▶ Exercise requirements
Here are some entries; quote each one exactly.

(Stored data)
——————————

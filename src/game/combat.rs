//! Combat system - firing, projectile integration, hit detection, marking

use uuid::Uuid;

use super::entity::{Npc, Obstacle, Player, Projectile, Slot};
use super::geometry::{normalize, segment_within_radius, within_radius};
use super::physics::PhysicsSystem;
use super::rules::{FireMode, RuleSet, Tuning};

/// What a projectile or mark landed on
#[derive(Debug, Clone, Copy, PartialEq, Eq)]
pub enum Target {
    /// Index into the room's NPC list
    Npc(usize),
    Player(Uuid),
}

/// Hit result from projectile resolution
#[derive(Debug, Clone)]
pub struct HitResult {
    pub projectile_id: u32,
    pub shooter_id: Uuid,
    pub target: Target,
    pub x: f32,
    pub y: f32,
    pub color: &'static str,
}

/// Combat system for managing weapons and hits
pub struct CombatSystem;

impl CombatSystem {
    /// Update weapon cooldown
    pub fn update_cooldown(cooldown: f32, dt: f32) -> f32 {
        (cooldown - dt).max(0.0)
    }

    /// Whether the player may use the weapon slot this tick
    pub fn can_fire(player: &Player, rules: &RuleSet) -> bool {
        if !player.alive || !player.is_hunter() || player.slot != Slot::Weapon {
            return false;
        }
        if player.fire_cooldown > 0.0 {
            return false;
        }
        match rules.fire_mode {
            FireMode::LimitedAmmo => player.ammo > 0,
            FireMode::CooldownOnly => true,
        }
    }

    /// Whether the player may use the marker slot this tick
    pub fn can_mark(player: &Player) -> bool {
        player.alive && player.is_hunter() && player.slot == Slot::Marker && player.fire_cooldown <= 0.0
    }

    /// Spawn a projectile towards the player's aim point, spending ammo and
    /// starting the cooldown. Callers check `can_fire` first.
    pub fn fire(player: &mut Player, rules: &RuleSet, tuning: &Tuning, id: u32) -> Projectile {
        let (nx, ny) = normalize(player.input.aim_x - player.x, player.input.aim_y - player.y);

        if rules.fire_mode == FireMode::LimitedAmmo {
            player.ammo = player.ammo.saturating_sub(1);
        }
        player.fire_cooldown = tuning.weapon_cooldown;

        Projectile {
            id,
            owner_id: player.id,
            x: player.x,
            y: player.y,
            vel_x: nx * tuning.projectile_speed,
            vel_y: ny * tuning.projectile_speed,
            lifetime: tuning.projectile_lifetime,
        }
    }

    /// Advance the mark counter of the first entity near the aim point.
    /// NPCs are checked before hider players; at most one entity is marked.
    pub fn mark(
        aim_x: f32,
        aim_y: f32,
        npcs: &mut [Npc],
        players: &mut [Player],
        tuning: &Tuning,
    ) -> Option<Target> {
        let r = tuning.mark_radius;

        if let Some((idx, npc)) = npcs
            .iter_mut()
            .enumerate()
            .find(|(_, n)| n.alive && within_radius(aim_x, aim_y, n.x, n.y, r))
        {
            npc.mark.advance();
            return Some(Target::Npc(idx));
        }

        if let Some(player) = players
            .iter_mut()
            .find(|p| p.is_live_hider() && within_radius(aim_x, aim_y, p.x, p.y, r))
        {
            player.mark.advance();
            return Some(Target::Player(player.id));
        }

        None
    }

    /// Integrate projectiles and resolve collisions for one tick.
    ///
    /// Expired projectiles are removed before any collision test. A live
    /// projectile is tested along the segment it travelled this tick, hits at
    /// most one target, NPCs before players, and is removed on contact. Targets are marked dead here; callers turn hits into events.
    pub fn resolve_projectiles(
        projectiles: &mut Vec<Projectile>,
        npcs: &mut [Npc],
        players: &mut [Player],
        obstacles: &[Obstacle],
        tuning: &Tuning,
        dt: f32,
    ) -> Vec<HitResult> {
        let mut hits = Vec::new();
        let r = tuning.hit_radius;

        projectiles.retain_mut(|projectile| {
            let from = (projectile.x, projectile.y);
            projectile.x += projectile.vel_x * dt;
            projectile.y += projectile.vel_y * dt;
            projectile.lifetime -= dt;

            if projectile.lifetime <= 0.0 {
                return false;
            }

            // Sweep the whole step so low tick rates cannot skip a target
            let to = (projectile.x, projectile.y);
            let swept = |x: f32, y: f32| segment_within_radius(from, to, (x, y), r);

            if let Some((idx, npc)) = npcs
                .iter_mut()
                .enumerate()
                .find(|(_, n)| n.alive && swept(n.x, n.y))
            {
                npc.alive = false;
                hits.push(HitResult {
                    projectile_id: projectile.id,
                    shooter_id: projectile.owner_id,
                    target: Target::Npc(idx),
                    x: npc.x,
                    y: npc.y,
                    color: npc.color,
                });
                return false;
            }

            if let Some(player) = players
                .iter_mut()
                .find(|p| p.is_live_hider() && swept(p.x, p.y))
            {
                player.alive = false;
                hits.push(HitResult {
                    projectile_id: projectile.id,
                    shooter_id: projectile.owner_id,
                    target: Target::Player(player.id),
                    x: player.x,
                    y: player.y,
                    color: player.color,
                });
                return false;
            }

            let inside = projectile.x >= 0.0
                && projectile.x <= tuning.field_width
                && projectile.y >= 0.0
                && projectile.y <= tuning.field_height;

            inside && !PhysicsSystem::hits_obstacle(projectile.x, projectile.y, 0.0, obstacles)
        });

        hits
    }
}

——————————

▶ Reply
filename src/game/combat.rs
//! Combat system - firing, projectile integration, hit detection, marking

use uuid::Uuid;

use super::entity::{Npc, Obstacle, Player, Projectile, Slot};
use super::geometry::{normalize, segment_within_radius, within_radius};
use super::physics::PhysicsSystem;
use super::rules::{FireMode, RuleSet, Tuning};

/// What a projectile or mark landed on
#[derive(Debug, Clone, Copy, PartialEq, Eq)]
pub enum Target {
    /// Index into the room's NPC list
    Npc(usize),
    Player(Uuid),
}

/// Hit result from projectile resolution
#[derive(Debug, Clone)]
pub struct HitResult {
    pub projectile_id: u32,
    pub shooter_id: Uuid,
    pub target: Target,
    pub x: f32,
    pub y: f32,
    pub color: &'static str,
}

/// Combat system for managing weapons and hits
pub struct CombatSystem;

impl CombatSystem {
    /// Update weapon cooldown
    pub fn update_cooldown(cooldown: f32, dt: f32) -> f32 {
        (cooldown - dt).max(0.0)
    }

    /// Whether the player may use the weapon slot this tick
    pub fn can_fire(player: &Player, rules: &RuleSet) -> bool {
        if !player.alive || !player.is_hunter() || player.slot != Slot::Weapon {
            return false;
        }
        if player.fire_cooldown > 0.0 {
            return false;
        }
        match rules.fire_mode {
            FireMode::LimitedAmmo => player.ammo > 0,
            FireMode::CooldownOnly => true,
        }
    }

    /// Whether the player may use the marker slot this tick
    pub fn can_mark(player: &Player) -> bool {
        player.alive && player.is_hunter() && player.slot == Slot::Marker && player.fire_cooldown <= 0.0
    }

    /// Spawn a projectile towards the player's aim point, spending ammo and
    /// starting the cooldown. Callers check `can_fire` first.
    pub fn fire(player: &mut Player, rules: &RuleSet, tuning: &Tuning, id: u32) -> Projectile {
        let (nx, ny) = normalize(player.input.aim_x - player.x, player.input.aim_y - player.y);

        if rules.fire_mode == FireMode::LimitedAmmo {
            player.ammo = player.ammo.saturating_sub(1);
        }
        player.fire_cooldown = tuning.weapon_cooldown;

        Projectile {
            id,
            owner_id: player.id,
            x: player.x,
            y: player.y,
            vel_x: nx * tuning.projectile_speed,
            vel_y: ny * tuning.projectile_speed,
            lifetime: tuning.projectile_lifetime,
        }
    }

    /// Advance the mark counter of the first entity near the aim point.
    /// NPCs are checked before hider players; at most one entity is marked.
    pub fn mark(
        aim_x: f32,
        aim_y: f32,
        npcs: &mut [Npc],
        players: &mut [Player],
        tuning: &Tuning,
    ) -> Option<Target> {
        let r = tuning.mark_radius;

        if let Some((idx, npc)) = npcs
            .iter_mut()
            .enumerate()
            .find(|(_, n)| n.alive && within_radius(aim_x, aim_y, n.x, n.y, r))
        {
            npc.mark.advance();
            return Some(Target::Npc(idx));
        }

        if let Some(player) = players
            .iter_mut()
            .find(|p| p.is_live_hider() && within_radius(aim_x, aim_y, p.x, p.y, r))
        {
            player.mark.advance();
            return Some(Target::Player(player.id));
        }

        None
    }

    /// Integrate projectiles and resolve collisions for one tick.
    ///
    /// Expired projectiles are removed before any collision test. A live
    /// projectile is tested along the segment it travelled this tick, hits at
    /// most one target, NPCs before players, and is removed on contact. Targets are marked dead here; callers turn hits into events.
    pub fn resolve_projectiles(
        projectiles: &mut Vec<Projectile>,
        npcs: &mut [Npc],
        players: &mut [Player],
        obstacles: &[Obstacle],
        tuning: &Tuning,
        dt: f32,
    ) -> Vec<HitResult> {
        let mut hits = Vec::new();
        let r = tuning.hit_radius;

        projectiles.retain_mut(|projectile| {
            let from = (projectile.x, projectile.y);
            projectile.x += projectile.vel_x * dt;
            projectile.y += projectile.vel_y * dt;
            projectile.lifetime -= dt;

            if projectile.lifetime <= 0.0 {
                return false;
            }

            // Sweep the whole step so low tick rates cannot skip a target
            let to = (projectile.x, projectile.y);
            let swept = |x: f32, y: f32| segment_within_radius(from, to, (x, y), r);

            if let Some((idx, npc)) = npcs
                .iter_mut()
                .enumerate()
                .find(|(_, n)| n.alive && swept(n.x, n.y))
            {
                npc.alive = false;
                hits.push(HitResult {
                    projectile_id: projectile.id,
                    shooter_id: projectile.owner_id,
                    target: Target::Npc(idx),
                    x: npc.x,
                    y: npc.y,
                    color: npc.color,
                });
                return false;
            }

            if let Some(player) = players
                .iter_mut()
                .find(|p| p.is_live_hider() && swept(p.x, p.y))
            {
                player.alive = false;
                hits.push(HitResult {
                    projectile_id: projectile.id,
                    shooter_id: projectile.owner_id,
                    target: Target::Player(player.id),
                    x: player.x,
                    y: player.y,
                    color: player.color,
                });
                return false;
            }

            let inside = projectile.x >= 0.0
                && projectile.x <= tuning.field_width
                && projectile.y >= 0.0
                && projectile.y <= tuning.field_height;

            inside && !PhysicsSystem::hits_obstacle(projectile.x, projectile.y, 0.0, obstacles)
        });

        hits
    }
}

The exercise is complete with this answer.